Que s’est-il passé ? « La fée magnanime serait-elle devenue Carabosse, la vilaine sorcière ? » Aung San Suu Kyi a-t-elle changé ou est-ce qu’on a mal compris – pas voulu comprendre – cette fille d’un héros de l’indépendance birmane, ancienne étudiante d’Oxford, lectrice des Misérables en français, « qui n’a jamais cessé de confondre son destin et celui de son pays »et prête à tous les sacrifices pour la conquête du pouvoir ; mais qui est aussi une Bamar – l’ethnie bouddhiste majoritaire – et qui a toujours mené son parti, la Ligne nationale pour la Démocratie, d’une main de fer.
Avec la plume qu’on lui connaît, Bruno Philipp revient sur le parcours courageux et romanesque de celle qu’il décrit comme une Antigone bouddhiste moderne. La tragédie grecque pour expliquer le drame que traverse la Birmanie d’aujourd’hui. Ce court essai de 90 pages se lit comme un roman. Nous y découvrons Aung San Suu Kyi plongée dans la nostalgie à la saison des pluies, lorsqu’elle était prisonnière de sa résidence sur le lac Inya à Rangoun. L’occasion également de faire la connaissance avec son ennemi juré de l’époque, le général Ne Win qui se rend fréquemment à Vienne pour suivre des séances de psychanalyse, « tirant parfois au revolver dans son miroir pour tuer l’esprit malin qui pourrait bien le posséder. »
Aung San Suu Kyi a-t-elle eu raison de signer un compromis avec l’armée ? La « Dame de Rangoun » est devenue la « Dame de Naypydiaw », capitale tropicale née du « cerveau mégalomaniaque et paranoïaque de l’ex-dictateur Tan Shwe » et nouvelle « cage dorée » pour la dirigeante birmane, nous dit l’auteur. « Sorte de vision orwelienne de l’urbanisme », la « cité royale » qui accueille les institutions birmanes depuis 2005, est divisée en « zone administrative », « zone militaire », « zone des hôtels », etc. Sans oublier un zoo « où s’ébattent, entre autres animaux exotiques, des pingouins au fond d’une piscine à température polaire. »

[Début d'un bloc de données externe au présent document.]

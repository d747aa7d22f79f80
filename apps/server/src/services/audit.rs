//! Audit events posted to the metrics service

use crate::clients::MetricsClient;
use crate::services::locator;
use crate::Result;
use crvs_models::Bundle;

pub const REQUEST_CORRECTION_ACTION: &str = "request-correction";

/// Record a correction request against the bundle's event.
///
/// The caller's mutation has already been persisted; a failure here is
/// reported but not rolled back.
pub async fn create_new_audit_event(
    bundle: &Bundle,
    token: &str,
    metrics: &dyn MetricsClient,
) -> Result<()> {
    let event = locator::composition(bundle)?.event_type()?;
    let bearer = format!("Bearer {token}");
    metrics
        .post_event(event, REQUEST_CORRECTION_ACTION, bundle, &bearer)
        .await
        .inspect_err(|e| tracing::error!(error = %e, event = %event, "Failed to post audit event"))?;
    tracing::info!(event = %event, action = REQUEST_CORRECTION_ACTION, "Posted audit event");
    Ok(())
}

Précédé d’un récit de Rémi Ourdan, grand reporter au Monde, qui a couvert l’exode des Rohyingyas dans la région de Cox’s Bazar au Bangladesh, Aung San Suu Kyi, l’icône fracassée nous permet d’appréhender le parcours de la prix Nobel de la paix birmane sans céder à l’emballement de l’émotion et sans condamnation définitive. Vous trouverez également dans ces pages le portrait de l’une des nations les plus pauvres du continent, coincée entre les géants chinois et indiens. A l’heure du « Google journalisme » et après avoir passé ces trente dernières années à sillonner l’Asie, Bruno Philip démontre combien le journalisme de terrain reste essentiel, lorsqu’il s’agit de comprendre un pays, ses dirigeants et ses habitants.
Aung San Suu Kyi, l’icône fracassée, éditions des Equateurs.

« On a vu en elle quelqu’un qui était profondément marqué par son expérience en Occident. Et finalement, on a oublié qu’elle était aussi birmane. »
« Elle souhaite que son pays se modernise ; elle veut que les questions de santé, d’éducation puissent être améliorées dans l’un des pays les plus pauvres du monde. Le massacre des Rohingyas est en train de ralentir tout cela. »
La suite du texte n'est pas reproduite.